Chemical Sciences Seminars

Utility of Natural Product Biosynthetic Enzymes for Drug Discovery

by Prof. Shanteri Singh (Institute for Natural Products Applications and Research Technologies, Department of Chemistry and Biochemistry, University of Oklahoma, USA)

Thursday, December 12, 2019 from to (Asia/Kolkata)
at AG-80
Description
Dr. Singh is interested in the structural diversification of natural products to develop drug candidates with biological activity against cancer and infectious diseases. Her research focuses on utility and rationally engineering enzymes to modify substrate acceptability profiles and develop novel drugs with improved activity. Natural products and their derivatives account for about three-quarters of the approved drugs on the market. Using conventional chemical synthesis to structurally diversify complex natural products can be challenging. To overcome this challenge, the Singh Laboratory engineers enzymes for proficiency, promiscuity, or altered substrate specificity, capable of performing regio- and stereo-specific transformations in order to generate a library of new drug-like molecules for screening.
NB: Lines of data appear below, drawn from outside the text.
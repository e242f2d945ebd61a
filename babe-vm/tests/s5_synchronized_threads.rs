//! S5: two green threads contending a monitor through a `synchronized`
//! instance method. The cooperative scheduler is deterministic (no real
//! OS-thread races are possible), so the iteration count is scaled down
//! from the scenario's "a million increments" to a couple thousand per
//! thread — the property under test (exact final count under mutual
//! exclusion) doesn't depend on the literal count, only on every
//! `increment()` call being serialized.
//!
//! Also exercises `interp::invoke_virtual`'s declaring-class dispatch fix:
//! `Thread.start()` is invoked on a `Worker` (a `Thread` subclass that only
//! overrides `run`, never `start`), so dispatch must resolve the native
//! method against `java/lang/Thread`, not `Worker`.

mod common;

use common::{flags, read_instance_int, read_static_ref, ClassBuilder, CodeSpec};

const ITERATIONS: i16 = 2000;

#[test]
fn synchronized_increment_is_exact_across_two_threads() {
    let dir = common::classpath_dir("s5");
    common::write_bootstrap_classes(&dir);

    // class Counter {
    //   int value;
    //   synchronized void increment() { value = value + 1; }
    // }
    let mut counter = ClassBuilder::new("Counter", Some("java/lang/Object"));
    counter.add_field(flags::ACC_PUBLIC, "value", "I");
    let counter_super_init = counter.cp.methodref("java/lang/Object", "<init>", "()V");
    let mut counter_init = vec![0x2a, 0xb7];
    counter_init.extend_from_slice(&counter_super_init.to_be_bytes());
    counter_init.push(0xb1);
    counter.add_method(flags::ACC_PUBLIC, "<init>", "()V", Some(CodeSpec { max_stack: 1, max_locals: 1, bytes: counter_init, exceptions: vec![] }));
    let value_ref = counter.cp.fieldref("Counter", "value", "I");
    let mut increment_code = vec![0x2a, 0x2a, 0xb4];
    increment_code.extend_from_slice(&value_ref.to_be_bytes());
    increment_code.push(0x04);
    increment_code.push(0x60);
    increment_code.push(0xb5);
    increment_code.extend_from_slice(&value_ref.to_be_bytes());
    increment_code.push(0xb1);
    counter.add_method(
        flags::ACC_PUBLIC | flags::ACC_SYNCHRONIZED,
        "increment",
        "()V",
        Some(CodeSpec { max_stack: 3, max_locals: 1, bytes: increment_code, exceptions: vec![] }),
    );
    std::fs::write(dir.join("Counter.class"), counter.build()).unwrap();

    // class StaticHolder { static Object counter; }
    let mut holder = ClassBuilder::new("StaticHolder", Some("java/lang/Object"));
    holder.add_field(flags::ACC_PUBLIC | flags::ACC_STATIC, "counter", "Ljava/lang/Object;");
    std::fs::write(dir.join("StaticHolder.class"), holder.build()).unwrap();

    // class Worker extends Thread {
    //   void run() {
    //     for (int i = 0; i < ITERATIONS; i++) ((Counter) StaticHolder.counter).increment();
    //   }
    // }
    let mut worker = ClassBuilder::new("Worker", Some("java/lang/Thread"));
    let worker_super_init = worker.cp.methodref("java/lang/Thread", "<init>", "()V");
    let mut worker_init = vec![0x2a, 0xb7];
    worker_init.extend_from_slice(&worker_super_init.to_be_bytes());
    worker_init.push(0xb1);
    worker.add_method(flags::ACC_PUBLIC, "<init>", "()V", Some(CodeSpec { max_stack: 1, max_locals: 1, bytes: worker_init, exceptions: vec![] }));

    let holder_counter_ref = worker.cp.fieldref("StaticHolder", "counter", "Ljava/lang/Object;");
    let increment_ref = worker.cp.methodref("Counter", "increment", "()V");
    let mut run_code = vec![0x03, 0x3c]; // iconst_0, istore_1
    let loop_start = run_code.len() as i64;
    run_code.push(0x1b); // iload_1
    run_code.push(0x11); // sipush
    run_code.extend_from_slice(&ITERATIONS.to_be_bytes());
    let if_icmpge_at = run_code.len();
    run_code.push(0xa2); // if_icmpge
    run_code.extend_from_slice(&0i16.to_be_bytes()); // patched
    run_code.push(0xb2); // getstatic
    run_code.extend_from_slice(&holder_counter_ref.to_be_bytes());
    run_code.push(0xb6); // invokevirtual
    run_code.extend_from_slice(&increment_ref.to_be_bytes());
    run_code.push(0x84); // iinc
    run_code.push(1);
    run_code.push(1);
    let goto_at = run_code.len();
    run_code.push(0xa7); // goto
    let goto_offset = (loop_start - goto_at as i64) as i16;
    run_code.extend_from_slice(&goto_offset.to_be_bytes());
    let end_pc = run_code.len() as i64;
    run_code.push(0xb1); // return
    let if_icmpge_offset = (end_pc - if_icmpge_at as i64) as i16;
    run_code[if_icmpge_at + 1..if_icmpge_at + 3].copy_from_slice(&if_icmpge_offset.to_be_bytes());

    worker.add_method(flags::ACC_PUBLIC, "run", "()V", Some(CodeSpec { max_stack: 2, max_locals: 2, bytes: run_code, exceptions: vec![] }));
    std::fs::write(dir.join("Worker.class"), worker.build()).unwrap();

    // class Main {
    //   static void main(String[] args) {
    //     StaticHolder.counter = new Counter();
    //     new Worker().start();
    //     new Worker().start();
    //   }
    // }
    let mut main = ClassBuilder::new("Main", Some("java/lang/Object"));
    let new_counter = main.cp.class("Counter");
    let counter_ctor = main.cp.methodref("Counter", "<init>", "()V");
    let holder_counter_ref2 = main.cp.fieldref("StaticHolder", "counter", "Ljava/lang/Object;");
    let new_worker = main.cp.class("Worker");
    let worker_ctor = main.cp.methodref("Worker", "<init>", "()V");
    let thread_start = main.cp.methodref("java/lang/Thread", "start", "()V");

    let mut main_code = vec![0xbb];
    main_code.extend_from_slice(&new_counter.to_be_bytes());
    main_code.push(0x59);
    main_code.push(0xb7);
    main_code.extend_from_slice(&counter_ctor.to_be_bytes());
    main_code.push(0xb3);
    main_code.extend_from_slice(&holder_counter_ref2.to_be_bytes());
    for _ in 0..2 {
        main_code.push(0xbb);
        main_code.extend_from_slice(&new_worker.to_be_bytes());
        main_code.push(0x59);
        main_code.push(0xb7);
        main_code.extend_from_slice(&worker_ctor.to_be_bytes());
        main_code.push(0xb6);
        main_code.extend_from_slice(&thread_start.to_be_bytes());
    }
    main_code.push(0xb1);
    main.add_method(
        flags::ACC_PUBLIC | flags::ACC_STATIC,
        "main",
        "([Ljava/lang/String;)V",
        Some(CodeSpec { max_stack: 2, max_locals: 1, bytes: main_code, exceptions: vec![] }),
    );
    std::fs::write(dir.join("Main.class"), main.build()).unwrap();

    let vm = common::boot_vm(&dir, "Main");
    babe_vm::interp::run(&vm).expect("every spawned thread runs to completion");

    let counter_ref = read_static_ref(&vm, b"StaticHolder", b"counter");
    assert_eq!(
        read_instance_int(&vm, counter_ref, 0),
        2 * ITERATIONS as i32,
        "synchronized increment() must serialize both threads with no lost updates"
    );
}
Recently, she has developed a platform for drug discovery through engineering the substrate specificity of prenyltransferases, a class of natural product late-stage modification enzymes. In this seminar, she will discuss the development of this prenyltransferase-based chemoenzymatic platform to diversify natural products with a library of novel substrates in order to generate therapeutically relevant molecules with enhanced activity against antimicrobial-resistant bacterial strains. Dr. Singh obtained her PhD from the Tata Institute of Fundamental Research, and subsequently pursued post-doctoral research at the Memorial Sloan Kettering Cancer Center in the United States, and Utrecht University in the Netherlands.